%%

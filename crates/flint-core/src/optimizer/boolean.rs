//! `BooleanSimplification`, `ConstantFolding`, and `PredicateRewrite` (§4.3):
//! the three strategies that rewrite individual expressions in place without
//! touching plan shape.

use flint_types::ScalarValue;

use crate::expr::{BinaryOp, ComparisonOp, Expr, ExprKind, UnaryOp};
use crate::logical::LogicalPlan;

use super::map_all_exprs;

/// Push `NOT` inward via De Morgan, collapse double negation, and normalize
/// negated comparisons to their direct counterpart (`NOT a = b -> a <> b`,
/// and the same for `Like`/`ILike`/`In` — the latter already lowered to an
/// `Or` of `Eq`s, so De Morgan over `Or` handles it for free).
pub fn simplify(mut plan: LogicalPlan) -> LogicalPlan {
    map_all_exprs(&mut plan, &mut |expr| simplify_step(expr));
    plan
}

fn simplify_step(expr: &mut Expr) {
    if matches!(expr.kind, ExprKind::Not(_)) {
        let ExprKind::Not(inner) = std::mem::replace(&mut expr.kind, ExprKind::Literal(ScalarValue::Null)) else {
            unreachable!()
        };
        let negated = negate(*inner);
        let schema_column = expr.schema_column;
        let query_column = expr.query_column.take();
        *expr = negated;
        expr.schema_column = schema_column;
        expr.query_column = query_column;
    }
}

/// Compute the logical negation of an already-simplified expression,
/// preserving its binding metadata on the resulting top node so column
/// identity references elsewhere in the plan stay valid.
fn negate(expr: Expr) -> Expr {
    let schema_column = expr.schema_column;
    let query_column = expr.query_column.clone();
    let alias = expr.alias.clone();

    let mut result = match expr.kind {
        ExprKind::Not(inner) => *inner, // double negation
        ExprKind::And(l, r) => Expr::new(ExprKind::Or(Box::new(negate(*l)), Box::new(negate(*r)))),
        ExprKind::Or(l, r) => Expr::new(ExprKind::And(Box::new(negate(*l)), Box::new(negate(*r)))),
        ExprKind::Comparison { op, left, right } => Expr::new(ExprKind::Comparison {
            op: op.negated(),
            left,
            right,
        }),
        ExprKind::Unary { op, operand } => match negated_unary(op) {
            Some(op) => Expr::new(ExprKind::Unary { op, operand }),
            None => {
                let inner = Expr::new(ExprKind::Unary { op, operand });
                Expr::new(ExprKind::Not(Box::new(inner)))
            }
        },
        ExprKind::Nested(inner) => Expr::new(ExprKind::Nested(Box::new(negate(*inner)))),
        other => Expr::new(ExprKind::Not(Box::new(Expr {
            kind: other,
            alias: None,
            schema_column: None,
            query_column: None,
        }))),
    };
    result.schema_column = schema_column;
    result.query_column = query_column;
    result.alias = alias;
    result
}

fn negated_unary(op: UnaryOp) -> Option<UnaryOp> {
    match op {
        UnaryOp::IsNull => Some(UnaryOp::IsNotNull),
        UnaryOp::IsNotNull => Some(UnaryOp::IsNull),
        UnaryOp::IsTrue => Some(UnaryOp::IsNotTrue),
        UnaryOp::IsFalse => Some(UnaryOp::IsNotFalse),
        UnaryOp::IsNotTrue => Some(UnaryOp::IsTrue),
        UnaryOp::IsNotFalse => Some(UnaryOp::IsFalse),
        UnaryOp::Negate => None,
    }
}

/// Evaluate subexpressions whose operands are all literals (§4.3).
pub fn constant_fold(mut plan: LogicalPlan) -> LogicalPlan {
    map_all_exprs(&mut plan, &mut |expr| fold_step(expr));
    plan
}

fn fold_step(expr: &mut Expr) {
    let folded = match &expr.kind {
        ExprKind::Binary { op, left, right } => match (&left.kind, &right.kind) {
            (ExprKind::Literal(a), ExprKind::Literal(b)) => eval_binary(*op, a, b).map(ExprKind::Literal),
            _ => None,
        },
        ExprKind::Comparison { op, left, right } => match (&left.kind, &right.kind) {
            (ExprKind::Literal(a), ExprKind::Literal(b)) => {
                eval_comparison(*op, a, b).map(|b| ExprKind::Literal(ScalarValue::Boolean(b)))
            }
            _ => None,
        },
        ExprKind::And(l, r) => match (&l.kind, &r.kind) {
            (ExprKind::Literal(ScalarValue::Boolean(a)), ExprKind::Literal(ScalarValue::Boolean(b))) => {
                Some(ExprKind::Literal(ScalarValue::Boolean(*a && *b)))
            }
            _ => None,
        },
        ExprKind::Or(l, r) => match (&l.kind, &r.kind) {
            (ExprKind::Literal(ScalarValue::Boolean(a)), ExprKind::Literal(ScalarValue::Boolean(b))) => {
                Some(ExprKind::Literal(ScalarValue::Boolean(*a || *b)))
            }
            _ => None,
        },
        ExprKind::Xor(l, r) => match (&l.kind, &r.kind) {
            (ExprKind::Literal(ScalarValue::Boolean(a)), ExprKind::Literal(ScalarValue::Boolean(b))) => {
                Some(ExprKind::Literal(ScalarValue::Boolean(*a != *b)))
            }
            _ => None,
        },
        ExprKind::Not(inner) => match &inner.kind {
            ExprKind::Literal(ScalarValue::Boolean(b)) => Some(ExprKind::Literal(ScalarValue::Boolean(!b))),
            _ => None,
        },
        ExprKind::Unary { op, operand } => match &operand.kind {
            ExprKind::Literal(v) => fold_unary(*op, v).map(ExprKind::Literal),
            _ => None,
        },
        _ => None,
    };
    if let Some(kind) = folded {
        expr.kind = kind;
    }
}

fn eval_binary(op: BinaryOp, a: &ScalarValue, b: &ScalarValue) -> Option<ScalarValue> {
    if let (BinaryOp::Concat, ScalarValue::Utf8(x), ScalarValue::Utf8(y)) = (op, a, b) {
        return Some(ScalarValue::Utf8(format!("{x}{y}")));
    }
    let (x, y) = (a.as_f64()?, b.as_f64()?);
    let result = match op {
        BinaryOp::Add => x + y,
        BinaryOp::Subtract => x - y,
        BinaryOp::Multiply => x * y,
        BinaryOp::Divide => {
            if y == 0.0 {
                return None;
            }
            x / y
        }
        BinaryOp::Modulo => {
            if y == 0.0 {
                return None;
            }
            x % y
        }
        BinaryOp::Concat => return None,
    };
    let both_int = matches!(a, ScalarValue::Int64(_)) && matches!(b, ScalarValue::Int64(_));
    if both_int && !matches!(op, BinaryOp::Divide) {
        Some(ScalarValue::Int64(result as i64))
    } else {
        Some(ScalarValue::Float64(result))
    }
}

fn eval_comparison(op: ComparisonOp, a: &ScalarValue, b: &ScalarValue) -> Option<bool> {
    use std::cmp::Ordering;
    match op {
        ComparisonOp::Eq => Some(a == b),
        ComparisonOp::NotEq => Some(a != b),
        ComparisonOp::Lt => a.partial_cmp(b).map(|o| o == Ordering::Less),
        ComparisonOp::LtEq => a.partial_cmp(b).map(|o| o != Ordering::Greater),
        ComparisonOp::Gt => a.partial_cmp(b).map(|o| o == Ordering::Greater),
        ComparisonOp::GtEq => a.partial_cmp(b).map(|o| o != Ordering::Less),
        // Pattern-matching comparisons aren't folded without evaluating the
        // pattern engine; leave them for the physical evaluator.
        _ => None,
    }
}

fn fold_unary(op: UnaryOp, v: &ScalarValue) -> Option<ScalarValue> {
    match op {
        UnaryOp::IsNull => Some(ScalarValue::Boolean(v.is_null())),
        UnaryOp::IsNotNull => Some(ScalarValue::Boolean(!v.is_null())),
        UnaryOp::IsTrue => Some(ScalarValue::Boolean(v.as_bool() == Some(true))),
        UnaryOp::IsFalse => Some(ScalarValue::Boolean(v.as_bool() == Some(false))),
        UnaryOp::IsNotTrue => Some(ScalarValue::Boolean(v.as_bool() != Some(true))),
        UnaryOp::IsNotFalse => Some(ScalarValue::Boolean(v.as_bool() != Some(false))),
        UnaryOp::Negate => match v {
            ScalarValue::Int64(n) => Some(ScalarValue::Int64(-n)),
            ScalarValue::Float64(f) => Some(ScalarValue::Float64(-f)),
            _ => None,
        },
    }
}

/// Canonicalize predicates the way the specification's `PredicateRewrite`
/// strategy does: `a = a -> TRUE` when both operands are structurally the
/// same bound column.
pub fn predicate_rewrite(mut plan: LogicalPlan) -> LogicalPlan {
    map_all_exprs(&mut plan, &mut |expr| rewrite_step(expr));
    plan
}

fn rewrite_step(expr: &mut Expr) {
    if let ExprKind::Comparison {
        op: ComparisonOp::Eq,
        left,
        right,
    } = &expr.kind
    {
        if let (Some(l), Some(r)) = (left.schema_column, right.schema_column) {
            if l == r {
                expr.kind = ExprKind::Literal(ScalarValue::Boolean(true));
            }
        }
    }
}

#[cfg(test)]
mod tests {
    use super::*;
    use crate::schema::ColumnId;

    fn ident(id: u64) -> Expr {
        let mut e = Expr::identifier(None, "x");
        e.schema_column = Some(ColumnId(id));
        e
    }

    #[test]
    fn not_and_pushes_to_or_of_negations() {
        let mut expr = Expr::new(ExprKind::Not(Box::new(Expr::new(ExprKind::And(
            Box::new(Expr::new(ExprKind::Comparison {
                op: ComparisonOp::Eq,
                left: Box::new(ident(1)),
                right: Box::new(ident(2)),
            })),
            Box::new(Expr::new(ExprKind::Comparison {
                op: ComparisonOp::Lt,
                left: Box::new(ident(1)),
                right: Box::new(ident(2)),
            })),
        )))));
        simplify_step(&mut expr); // top-level: the node itself is already a Not
        match expr.kind {
            ExprKind::Or(l, r) => {
                assert!(matches!(
                    l.kind,
                    ExprKind::Comparison { op: ComparisonOp::NotEq, .. }
                ));
                assert!(matches!(
                    r.kind,
                    ExprKind::Comparison { op: ComparisonOp::GtEq, .. }
                ));
            }
            other => panic!("expected Or, got {other:?}"),
        }
    }

    #[test]
    fn double_negation_collapses() {
        let mut expr = Expr::new(ExprKind::Not(Box::new(Expr::new(ExprKind::Not(Box::new(
            ident(1),
        ))))));
        simplify_step(&mut expr);
        assert!(matches!(expr.kind, ExprKind::Identifier { .. }));
    }

    #[test]
    fn constant_binary_folds() {
        let mut expr = Expr::new(ExprKind::Binary {
            op: BinaryOp::Add,
            left: Box::new(Expr::literal(ScalarValue::Int64(1))),
            right: Box::new(Expr::literal(ScalarValue::Int64(2))),
        });
        fold_step(&mut expr);
        assert_eq!(expr.kind, ExprKind::Literal(ScalarValue::Int64(3)));
    }

    #[test]
    fn self_equality_rewrites_to_true() {
        let mut expr = Expr::new(ExprKind::Comparison {
            op: ComparisonOp::Eq,
            left: Box::new(ident(5)),
            right: Box::new(ident(5)),
        });
        rewrite_step(&mut expr);
        assert_eq!(expr.kind, ExprKind::Literal(ScalarValue::Boolean(true)));
    }
}
//! [`SessionCatalog`]: the `flint_core::Catalog` a [`crate::Session`] plans
//! against. Delegates dataset resolution to `flint_connector::RegistryCatalog`
//! and answers `session_variable` out of this session's own locals/params,
//! falling back to the connection-wide globals (§4.8).

use std::sync::Arc;

use flint_connector::RegistryCatalog;
use flint_core::catalog::{Catalog, DatasetDescriptor};
use flint_error::Result;
use flint_types::ScalarValue;

use crate::variables::{GlobalVariables, SessionVariables};

pub struct SessionCatalog<'a> {
    registry_catalog: RegistryCatalog,
    locals: &'a SessionVariables,
    globals: Arc<GlobalVariables>,
}

impl<'a> SessionCatalog<'a> {
    pub fn new(registry_catalog: RegistryCatalog, locals: &'a SessionVariables, globals: Arc<GlobalVariables>) -> Self {
        SessionCatalog { registry_catalog, locals, globals }
    }
}

impl Catalog for SessionCatalog<'_> {
    fn resolve_dataset(&self, relation: &str) -> Result<DatasetDescriptor> {
        self.registry_catalog.resolve_dataset(relation)
    }

    /// A bound `?` parameter (`$1`, `$2`, ...) always wins, since that
    /// namespace can't collide with a user-chosen variable name; otherwise
    /// a session local shadows a same-named global.
    fn session_variable(&self, name: &str) -> Option<ScalarValue> {
        self.locals.get_param(name).or_else(|| self.locals.get_local(name)).or_else(|| self.globals.get(name))
    }

    fn known_relations(&self) -> Vec<String> {
        self.registry_catalog.known_relations()
    }
}
use super::*;
use serde_json::json;

#[test]
fn test_normalize_id_accepts_positive_integers() {
    assert_eq!(normalize_id(&json!(7)), Some(7));
    assert_eq!(normalize_id(&json!("42")), Some(42));
    assert_eq!(normalize_id(&json!(" 9 ")), Some(9));
    assert_eq!(normalize_id(&json!(12.0)), Some(12));
}

#[test]
fn test_normalize_id_rejects_malformed() {
    assert_eq!(normalize_id(&json!("abc")), None);
    assert_eq!(normalize_id(&json!(-1)), None);
    assert_eq!(normalize_id(&json!(0)), None);
    assert_eq!(normalize_id(&json!(3.5)), None);
    assert_eq!(normalize_id(&json!(null)), None);
    assert_eq!(normalize_id(&json!([1])), None);
}

#[test]
fn test_normalize_ids_drops_invalid_entries() {
    let raw = json!([3, "x", -2, "5", 0, 8]);
    let ids = normalize_ids(raw.as_array().unwrap());
    assert_eq!(ids, vec![3, 5, 8]);
}

#[test]
fn test_dedup_by_href_keeps_first_position_last_id() {
    let links = vec![
        LinkCandidate::new("a", None),
        LinkCandidate::new("b", Some(2)),
        LinkCandidate::new("a", Some(9)),
        LinkCandidate::new("", Some(1)),
    ];
    let deduped = dedup_by_href(links);
    assert_eq!(
        deduped,
        vec![LinkCandidate::new("a", Some(9)), LinkCandidate::new("b", Some(2))]
    );
}

#[test]
fn test_link_candidate_line_round_trips_through_target_url() {
    let candidate = LinkCandidate::new("https://wplace.live/?lat=1&lng=2", Some(31));
    let target = TargetUrl::parse(&candidate.to_line()).unwrap();
    assert_eq!(target.url, "https://wplace.live/?lat=1&lng=2");
    assert_eq!(target.id, Some(31));
}

#[test]
fn test_target_url_keeps_fragments_without_whitespace() {
    let target = TargetUrl::parse("https://example.com/page#id=4").unwrap();
    assert_eq!(target.url, "https://example.com/page#id=4");
    assert_eq!(target.id, None);
}

#[test]
fn test_target_url_parse_list_skips_blank_lines() {
    let lines = vec![
        "https://a.example\n\n  https://b.example  #id=3 ".to_string(),
        "   ".to_string(),
    ];
    let targets = TargetUrl::parse_list(&lines);
    assert_eq!(targets.len(), 2);
    assert_eq!(targets[0].url, "https://a.example");
    assert_eq!(targets[1].url, "https://b.example");
    assert_eq!(targets[1].id, Some(3));
}

#[test]
fn test_reference_point_serializes_camel_case_millis() {
    let point = ReferencePoint::new(10.0, 20.5, 1280, 720);
    let value = serde_json::to_value(point).unwrap();
    assert_eq!(value["viewportWidth"], 1280);
    assert!(value["timestamp"].is_i64());

    let back: ReferencePoint = serde_json::from_value(value).unwrap();
    assert_eq!(back.x, 10.0);
    assert_eq!(back.viewport_height, 720);
}

#[test]
fn test_driver_report_parses_page_output() {
    let raw = json!({
        "event": "click_at",
        "click": { "ok": true, "attempts": 1 },
        "claim": { "found": true, "method": "btn.btn-primary", "text": "Claim", "timestamp": 1 },
        "timestamp": 1700000000000u64
    });
    let report: DriverReport = serde_json::from_value(raw).unwrap();
    match report {
        DriverReport::ClickAt { click, claim } => {
            assert!(click.ok);
            assert_eq!(claim.unwrap().text.as_deref(), Some("Claim"));
        }
        other => panic!("unexpected report {:?}", other),
    }
}

#[test]
fn test_driver_report_claim_attempt_flattened() {
    let raw = json!({ "event": "claim_attempt", "found": false, "error": "boom" });
    let report: DriverReport = serde_json::from_value(raw).unwrap();
    assert_eq!(
        report,
        DriverReport::ClaimAttempt {
            claim: ClaimCheck {
                found: false,
                error: Some("boom".to_string()),
                ..Default::default()
            }
        }
    );
}

#[test]
fn test_driver_command_names() {
    assert_eq!(DriverCommand::InstallCapture.name(), "installCapture");
    let point = ReferencePoint::new(1.0, 1.0, 10, 10);
    assert_eq!(DriverCommand::ClickAt(point).name(), "clickAt");
}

%%

◆ **Work request**: Send back exactly the lines of the listing above starting at the one with "wins, since that" and ending at the one with "assert_eq!(normalize_id(&json!(3.5)), None);", inclusive, and no others.

◆ **Problem solution**:
    /// A bound `?` parameter (`$1`, `$2`, ...) always wins, since that
    /// namespace can't collide with a user-chosen variable name; otherwise
    /// a session local shadows a same-named global.
    fn session_variable(&self, name: &str) -> Option<ScalarValue> {
        self.locals.get_param(name).or_else(|| self.locals.get_local(name)).or_else(|| self.globals.get(name))
    }

    fn known_relations(&self) -> Vec<String> {
        self.registry_catalog.known_relations()
    }
}
use super::*;
use serde_json::json;

#[test]
fn test_normalize_id_accepts_positive_integers() {
    assert_eq!(normalize_id(&json!(7)), Some(7));
    assert_eq!(normalize_id(&json!("42")), Some(42));
    assert_eq!(normalize_id(&json!(" 9 ")), Some(9));
    assert_eq!(normalize_id(&json!(12.0)), Some(12));
}

#[test]
fn test_normalize_id_rejects_malformed() {
    assert_eq!(normalize_id(&json!("abc")), None);
    assert_eq!(normalize_id(&json!(-1)), None);
    assert_eq!(normalize_id(&json!(0)), None);
    assert_eq!(normalize_id(&json!(3.5)), None);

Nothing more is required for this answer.